=== Data shown ===

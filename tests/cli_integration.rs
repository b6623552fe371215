//! CLI integration tests
//!
//! Tests the command-line interface end-to-end.

use std::fs;
use std::io::Write;
use std::path::PathBuf;
use std::process::{Command, Stdio};
use tempfile::TempDir;

/// Run zbox with passphrase from stdin
fn run_zbox_with_passphrase(
    args: &[&str],
    passphrase: &str,
) -> Result<std::process::Output, std::io::Error> {
    let mut child = Command::new(env!("CARGO_BIN_EXE_zbox"))
        .arg("--passphrase-stdin")
        .args(args)
        .stdin(Stdio::piped())
        .stdout(Stdio::piped())
        .stderr(Stdio::piped())
        .spawn()?;

    {
        let stdin = child.stdin.as_mut().expect("failed to open stdin");
        // Ignore BrokenPipe errors - the command may exit before reading stdin
        // if it encounters an error (e.g., file not found)
        let _ = stdin.write_all(passphrase.as_bytes());
    }
    drop(child.stdin.take());

    child.wait_with_output()
}

/// Get path to testdata directory
fn testdata_path(filename: &str) -> PathBuf {
    let mut path = PathBuf::from(env!("CARGO_MANIFEST_DIR"));
    path.push("testdata");
    path.push(filename);
    path
}

fn path_arg(path: &std::path::Path) -> &str {
    path.to_str().unwrap()
}

/// Decrypt a container produced by the JavaScript implementation.
#[test]
fn test_decrypt_known_container() {
    let temp_dir = TempDir::new().unwrap();
    let output = temp_dir.path().join("hello-decrypted.txt");

    let result = run_zbox_with_passphrase(
        &[
            "decrypt",
            "-i",
            path_arg(&testdata_path("hello.txt.encrypted")),
            "-o",
            path_arg(&output),
        ],
        "test",
    )
    .unwrap();

    assert!(
        result.status.success(),
        "decrypt failed: {}",
        String::from_utf8_lossy(&result.stderr)
    );

    let decrypted = fs::read(&output).unwrap();
    let expected = fs::read(testdata_path("hello.txt")).unwrap();
    assert_eq!(decrypted, expected);
}

#[test]
fn test_encrypt_decrypt_default_paths() {
    let temp_dir = TempDir::new().unwrap();
    let plaintext = temp_dir.path().join("hello.txt");
    let encrypted = temp_dir.path().join("hello.txt.encrypted");
    fs::write(&plaintext, "Hello, World!").unwrap();

    let result = run_zbox_with_passphrase(&["encrypt", "-i", path_arg(&plaintext)], "test").unwrap();
    assert!(
        result.status.success(),
        "encrypt failed: {}",
        String::from_utf8_lossy(&result.stderr)
    );
    assert!(encrypted.is_file());
    assert!(String::from_utf8_lossy(&result.stdout).contains("encrypted:"));

    let result = run_zbox_with_passphrase(&["d", "-i", path_arg(&encrypted)], "test").unwrap();
    assert!(
        result.status.success(),
        "decrypt failed: {}",
        String::from_utf8_lossy(&result.stderr)
    );
    let decrypted = temp_dir.path().join("hello.txt.encrypted.decrypted");
    assert_eq!(fs::read_to_string(&decrypted).unwrap(), "Hello, World!");

    fs::remove_file(&plaintext).unwrap();
    let result = run_zbox_with_passphrase(
        &["d", "-i", path_arg(&encrypted), "-e", ".encrypted"],
        "test",
    )
    .unwrap();
    assert!(
        result.status.success(),
        "decrypt failed: {}",
        String::from_utf8_lossy(&result.stderr)
    );
    assert_eq!(fs::read_to_string(&plaintext).unwrap(), "Hello, World!");
}

#[test]
fn test_wrong_passphrase_fails() {
    let temp_dir = TempDir::new().unwrap();
    let plaintext = temp_dir.path().join("secret.txt");
    let encrypted = temp_dir.path().join("secret.txt.encrypted");
    let decrypted = temp_dir.path().join("secret.out");
    fs::write(&plaintext, "Secret message").unwrap();

    let result =
        run_zbox_with_passphrase(&["encrypt", "-i", path_arg(&plaintext)], "correct-key").unwrap();
    assert!(result.status.success());

    let result = run_zbox_with_passphrase(
        &["decrypt", "-i", path_arg(&encrypted), "-o", path_arg(&decrypted)],
        "wrong-key",
    )
    .unwrap();

    assert!(!result.status.success());
    let stderr = String::from_utf8_lossy(&result.stderr);
    assert!(
        stderr.contains("bad passphrase"),
        "Expected error message about the passphrase, got: {}",
        stderr
    );
    assert!(!decrypted.exists());
}

#[test]
fn test_overwrite_flag() {
    let temp_dir = TempDir::new().unwrap();
    let plaintext = temp_dir.path().join("a.txt");
    let encrypted = temp_dir.path().join("a.txt.encrypted");
    fs::write(&plaintext, "New content").unwrap();
    fs::write(&encrypted, "Old encrypted content").unwrap();

    let result = run_zbox_with_passphrase(&["encrypt", "-i", path_arg(&plaintext)], "k").unwrap();
    assert!(!result.status.success());
    assert!(String::from_utf8_lossy(&result.stderr).contains("already exists"));
    assert_eq!(fs::read_to_string(&encrypted).unwrap(), "Old encrypted content");

    let result = run_zbox_with_passphrase(
        &["encrypt", "-i", path_arg(&plaintext), "--overwrite"],
        "k",
    )
    .unwrap();
    assert!(
        result.status.success(),
        "encrypt failed: {}",
        String::from_utf8_lossy(&result.stderr)
    );
    assert_eq!(fs::read(&encrypted).unwrap()[0], 64);
}

#[test]
fn test_directory_with_skipped_entry_succeeds() {
    let temp_dir = TempDir::new().unwrap();
    let src = temp_dir.path().join("src");
    fs::create_dir_all(src.join("sub")).unwrap();
    fs::write(src.join("file1.txt"), "Content 1").unwrap();
    fs::write(src.join("sub").join("file2.txt"), "Content 2").unwrap();

    let result = run_zbox_with_passphrase(&["encrypt", "-i", path_arg(&src)], "k").unwrap();
    assert!(result.status.success());

    let encrypted = temp_dir.path().join("src.encrypted");
    fs::write(encrypted.join("stray.txt"), "plain text").unwrap();

    let out = temp_dir.path().join("restored");
    let result = run_zbox_with_passphrase(
        &["decrypt", "-i", path_arg(&encrypted), "-o", path_arg(&out)],
        "k",
    )
    .unwrap();

    assert!(
        result.status.success(),
        "decrypt failed: {}",
        String::from_utf8_lossy(&result.stderr)
    );
    let stderr = String::from_utf8_lossy(&result.stderr);
    assert!(stderr.contains("skipped 1 entries"), "got: {}", stderr);
    assert!(stderr.contains("stray.txt"), "got: {}", stderr);
    assert_eq!(
        fs::read_to_string(out.join("file1.txt.encrypted.decrypted")).unwrap(),
        "Content 1"
    );
}

#[test]
fn test_no_recursive_flag() {
    let temp_dir = TempDir::new().unwrap();
    let src = temp_dir.path().join("src");
    fs::create_dir_all(src.join("sub")).unwrap();
    fs::write(src.join("file1.txt"), "Content 1").unwrap();
    fs::write(src.join("sub").join("file2.txt"), "Content 2").unwrap();

    let result = run_zbox_with_passphrase(
        &["encrypt", "-i", path_arg(&src), "--no-recursive", "-e", ".secret"],
        "k",
    )
    .unwrap();
    assert!(result.status.success());

    let encrypted = temp_dir.path().join("src.secret");
    assert!(encrypted.join("file1.txt.secret").is_file());
    assert!(encrypted.join("sub").is_dir());
    assert!(!encrypted.join("sub").join("file2.txt.secret").exists());
}

#[test]
fn test_decrypt_nonexistent_file_fails() {
    let temp_dir = TempDir::new().unwrap();
    let nonexistent = temp_dir.path().join("nonexistent.encrypted");
    let output = temp_dir.path().join("output.txt");

    let result = run_zbox_with_passphrase(
        &["decrypt", "-i", path_arg(&nonexistent), "-o", path_arg(&output)],
        "test",
    )
    .unwrap();

    assert!(!result.status.success());
    assert!(!output.exists());
}

#[test]
fn test_check_command() {
    let result = Command::new(env!("CARGO_BIN_EXE_zbox"))
        .args(["check", path_arg(&testdata_path("hello.txt.encrypted"))])
        .output()
        .unwrap();
    assert!(result.status.success());
    assert!(String::from_utf8_lossy(&result.stdout).contains(": encrypted"));

    let result = Command::new(env!("CARGO_BIN_EXE_zbox"))
        .args([
            "check",
            path_arg(&testdata_path("hello.txt.encrypted")),
            path_arg(&testdata_path("hello.txt")),
        ])
        .output()
        .unwrap();
    assert!(!result.status.success());
    assert!(String::from_utf8_lossy(&result.stdout).contains(": not encrypted"));
}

===

Could you please find every line of the listing above holding the string "Stdio" and copy it?

◆ Result
use std::process::{Command, Stdio};
        .stdin(Stdio::piped())
        .stdout(Stdio::piped())
        .stderr(Stdio::piped())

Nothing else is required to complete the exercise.